Lacy Barnes-Mileham

Personal information
- Born: 23 December 1964 (age 61) Ridgecrest, California, United States

Sport
- Sport: Track and field
- Club: Fresno State Bulldogs

Medal record
Representing United States
Pan American Games
| Bronze medal – third place | 1991 Havana | Discus throw |

= Lacy Barnes-Mileham =

American discus thrower

Leonora Lacy Barnes-Mileham (born December 23, 1964) is a former track and field athlete. She was the United States women's discus throw track and field champion in 1988 and 1991 and the top U.S. finisher in the 1996 Atlanta Olympics.

Barnes studied at California State University, Fresno, competing for the track team.

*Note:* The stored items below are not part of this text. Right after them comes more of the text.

use std::sync::Arc;
use std::time::Duration;

use ondemand_core::{AppError, AppResult};
use ondemand_domain::{TaskHandle, WorkflowRunState, WorkflowStep, WorkloadFailure, WorkloadSpec};
use tracing::{error, info, warn};

use crate::cleanup_handler::{CleanupHandler, CleanupOutcome};
use crate::lifecycle_ports::LockStore;
use crate::platform_ports::ComputePlatform;
use crate::workflow_ports::{
    ClaimedWorkflowRun, CompleteWorkflowRunInput, WorkflowRun, WorkflowRunRepository,
};

mod ownership;
mod supervision;

/// Runtime settings for workflow execution.
#[derive(Debug, Clone)]
pub struct WorkflowRunnerConfig {
    /// Workload launched by every run.
    pub workload: WorkloadSpec,
    /// Delay between supervision polls.
    pub poll_interval: Duration,
    /// Lease duration requested on claim and renewal.
    pub lease_seconds: u32,
    /// Optional upper bound on one run, measured from its first claim.
    pub max_run_duration: Option<Duration>,
    /// How long a fresh run waits for the lock to name it before launching.
    pub ownership_grace: Duration,
}

/// Why the RunWorkload step stopped early.
#[derive(Debug)]
enum StepError {
    /// The step failed; the run moves to Cleanup.
    Failed(WorkloadFailure),
    /// Another worker owns the run now; this worker must walk away.
    LeaseLost,
}

impl From<WorkloadFailure> for StepError {
    fn from(value: WorkloadFailure) -> Self {
        Self::Failed(value)
    }
}

/// Executes claimed runs through the RunWorkload and Cleanup steps.
#[derive(Clone)]
pub struct WorkflowRunner {
    repository: Arc<dyn WorkflowRunRepository>,
    compute_platform: Arc<dyn ComputePlatform>,
    lock_store: Arc<dyn LockStore>,
    cleanup_handler: CleanupHandler,
    config: WorkflowRunnerConfig,
}

impl WorkflowRunner {
    /// Creates a workflow runner.
    #[must_use]
    pub fn new(
        repository: Arc<dyn WorkflowRunRepository>,
        compute_platform: Arc<dyn ComputePlatform>,
        lock_store: Arc<dyn LockStore>,
        cleanup_handler: CleanupHandler,
        config: WorkflowRunnerConfig,
    ) -> Self {
        Self {
            repository,
            compute_platform,
            lock_store,
            cleanup_handler,
            config,
        }
    }

    /// Leases up to `limit` runs for one worker.
    pub async fn claim_runs(
        &self,
        worker_id: &str,
        limit: usize,
    ) -> AppResult<Vec<ClaimedWorkflowRun>> {
        if worker_id.trim().is_empty() {
            return Err(AppError::Validation(
                "worker_id must not be empty".to_owned(),
            ));
        }

        if limit == 0 {
            return Ok(Vec::new());
        }

        self.repository
            .claim_runs(worker_id, limit, self.config.lease_seconds)
            .await
    }

    /// Drives one leased run to a terminal state.
    ///
    /// Returns a conflict error when the lease was taken over mid-run; the
    /// new lease holder finishes the run.
    pub async fn execute_claimed_run(&self, run: ClaimedWorkflowRun) -> AppResult<WorkflowRun> {
        if run.task.is_none()
            && !run.stop_requested
            && let ownership::RunOwnership::Superseded(active_reference) =
                self.resolve_ownership(&run).await
        {
            info!(
                execution_reference = %run.execution_reference,
                active_reference = %active_reference,
                "run lost the lifecycle lock at submission; finishing without launch"
            );
            let completed = self
                .complete(
                    &run,
                    WorkflowRunState::Succeeded,
                    Some(format!(
                        "superseded by active run '{active_reference}'"
                    )),
                )
                .await;
            self.release_if_held_by_superseded(&run).await;
            return completed;
        }

        match self.run_workload_step(&run).await {
            Ok(()) => {
                info!(execution_reference = %run.execution_reference, "workload completed");
                self.complete(&run, WorkflowRunState::Succeeded, None).await
            }
            Err(StepError::LeaseLost) => {
                warn!(
                    execution_reference = %run.execution_reference,
                    "run lease was taken over; abandoning supervision"
                );
                Err(AppError::Conflict(format!(
                    "lease for run '{}' is no longer held",
                    run.execution_reference
                )))
            }
            Err(StepError::Failed(failure)) => self.cleanup_after_failure(&run, failure).await,
        }
    }

    async fn run_workload_step(&self, run: &ClaimedWorkflowRun) -> Result<(), StepError> {
        self.repository
            .record_step(run, WorkflowStep::RunWorkload)
            .await
            .map_err(|error| WorkloadFailure::Internal(error.to_string()))?;

        let task = match run.task.clone() {
            Some(task) => {
                info!(
                    execution_reference = %run.execution_reference,
                    task_id = task.task_id(),
                    "resuming supervision of launched workload"
                );
                task
            }
            None => {
                if run.stop_requested {
                    return Err(WorkloadFailure::Terminated.into());
                }
                self.launch(run).await?
            }
        };

        self.supervise(run, &task).await
    }

    async fn launch(&self, run: &ClaimedWorkflowRun) -> Result<TaskHandle, StepError> {
        let task = self
            .compute_platform
            .launch_task(&self.config.workload)
            .await
            .map_err(|error| WorkloadFailure::Platform(error.to_string()))?;

        info!(
            execution_reference = %run.execution_reference,
            cluster_id = task.cluster_id(),
            task_id = task.task_id(),
            "workload task launched"
        );

        if let Err(record_error) = self.repository.record_task(run, &task).await {
            self.stop_task_best_effort(&task, "workflow engine could not record task")
                .await;
            return Err(WorkloadFailure::Internal(record_error.to_string()).into());
        }

        Ok(task)
    }

    async fn cleanup_after_failure(
        &self,
        run: &ClaimedWorkflowRun,
        failure: WorkloadFailure,
    ) -> AppResult<WorkflowRun> {
        warn!(
            execution_reference = %run.execution_reference,
            failure = %failure,
            "run workload step failed; entering cleanup"
        );

        if let Err(step_error) = self.repository.record_step(run, WorkflowStep::Cleanup).await {
            warn!(
                execution_reference = %run.execution_reference,
                error = %step_error,
                "failed to record cleanup step"
            );
        }

        match self
            .cleanup_handler
            .run_cleanup(&run.execution_reference)
            .await
        {
            CleanupOutcome::Released { .. } => {
                self.complete(run, WorkflowRunState::Succeeded, Some(failure.to_string()))
                    .await
            }
            CleanupOutcome::Failed {
                attempts,
                last_error,
            } => {
                error!(
                    execution_reference = %run.execution_reference,
                    attempts,
                    error = %last_error,
                    "cleanup failed; run needs operator attention"
                );
                self.complete(
                    run,
                    WorkflowRunState::Failed,
                    Some(format!(
                        "{failure}; cleanup failed after {attempts} attempt(s): {last_error}"
                    )),
                )
                .await
            }
        }
    }

    async fn stop_task_best_effort(&self, task: &TaskHandle, reason: &str) {
        if let Err(stop_error) = self.compute_platform.stop_task(task, reason).await {
            warn!(
                task_id = task.task_id(),
                error = %stop_error,
                "failed to stop workload task"
            );
        }
    }

    async fn complete(
        &self,
        run: &ClaimedWorkflowRun,
        state: WorkflowRunState,
        failure_reason: Option<String>,
    ) -> AppResult<WorkflowRun> {
        self.repository
            .complete_run(CompleteWorkflowRunInput {
                execution_reference: run.execution_reference.clone(),
                lease_token: run.lease_token.clone(),
                state,
                failure_reason,
            })
            .await
    }
}

#[cfg(test)]
mod tests;
use ondemand_core::AppError;

pub(super) fn build_redis_client(redis_url: &str) -> Result<redis::Client, AppError> {
    redis::Client::open(redis_url)
        .map_err(|error| AppError::Validation(format!("invalid REDIS_URL: {error}")))
}
use async_trait::async_trait;
use ondemand_core::AppResult;
use ondemand_domain::{AcquireOutcome, ExecutionReference, LockRecord};

/// Strongly-consistent store for the singleton lock record.
///
/// Implementations must make `conditional_acquire` a single atomic
/// compare-and-set; it is the only mutual-exclusion gate for starts.
#[async_trait]
pub trait LockStore: Send + Sync {
    /// Returns the current record, or none when it was never written.
    async fn read(&self) -> AppResult<Option<LockRecord>>;

    /// Marks the record held by `execution_reference` only when it is absent
    /// or released; otherwise leaves it untouched.
    async fn conditional_acquire(
        &self,
        execution_reference: &ExecutionReference,
    ) -> AppResult<AcquireOutcome>;

    /// Unconditionally releases the record. Releasing twice is not an error.
    async fn release(&self) -> AppResult<()>;
}
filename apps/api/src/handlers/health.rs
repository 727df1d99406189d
use axum::Json;
use axum::extract::State;
use axum::http::StatusCode;

use crate::dto::{HealthDependencyStatus, HealthResponse};
use crate::state::AppState;

mod checks;
mod handlers;

pub use handlers::health_handler;
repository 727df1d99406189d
use axum::http::StatusCode;
use chrono::SecondsFormat;
use ondemand_application::{ServerStatusView, StartServerOutcome, StopServerOutcome};
use ondemand_core::AppError;
use ondemand_domain::{ExecutionReference, ServerStatus};

use super::types::{ServerActionResponse, ServerStatusResponse};

impl ServerActionResponse {
    fn accepted(status_code: StatusCode, server_status: ServerStatus) -> Self {
        Self {
            status_code: status_code.as_u16(),
            success: true,
            server_status: Some(server_status.as_str()),
            error: None,
        }
    }

    /// Maps a start outcome: 200 STARTING when acquired, 409 ONLINE otherwise.
    pub fn from_start(outcome: &StartServerOutcome) -> Self {
        match outcome {
            StartServerOutcome::Starting { .. } => {
                Self::accepted(StatusCode::OK, outcome.server_status())
            }
            StartServerOutcome::AlreadyActive { .. } => {
                Self::accepted(StatusCode::CONFLICT, outcome.server_status())
            }
        }
    }

    pub fn from_stop(_outcome: &StopServerOutcome) -> Self {
        Self::accepted(StatusCode::OK, ServerStatus::Stopping)
    }

    /// Maps a failed start or stop. Only `NotRunning` keeps a server status.
    pub fn from_error(error: &AppError) -> Self {
        match error {
            AppError::NotRunning => Self {
                status_code: StatusCode::NOT_FOUND.as_u16(),
                success: false,
                server_status: Some(ServerStatus::Offline.as_str()),
                error: Some(error.to_string()),
            },
            _ => Self {
                status_code: StatusCode::INTERNAL_SERVER_ERROR.as_u16(),
                success: false,
                server_status: None,
                error: Some(error.to_string()),
            },
        }
    }

    /// Returns the HTTP status carried in the envelope.
    pub fn http_status(&self) -> StatusCode {
        StatusCode::from_u16(self.status_code).unwrap_or(StatusCode::INTERNAL_SERVER_ERROR)
    }
}

impl From<ServerStatusView> for ServerStatusResponse {
    fn from(value: ServerStatusView) -> Self {
        Self {
            server_status: value.status.as_str(),
            execution_reference: value
                .execution_reference
                .as_ref()
                .map(ExecutionReference::to_string),
            updated_at: value
                .updated_at
                .map(|updated_at| updated_at.to_rfc3339_opts(SecondsFormat::Millis, true)),
        }
    }
}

Barnes earned a Ph.D. in psychology from Claremont Graduate University in 2010. In 2000, she was inducted into the Fresno County Athletic Hall of Fame. She resides in Fresno County and is a psychology professor at Madera Community College in Madera, California.

Barnes married Matthew Mileham, a fellow Fresno State track team member who competed in the hammer throw for Great Britain in the 1984 and 1988 Olympics, they divorced in October 2009. She remarried in November 2013 to architect and sculptor Marvin Armstrong.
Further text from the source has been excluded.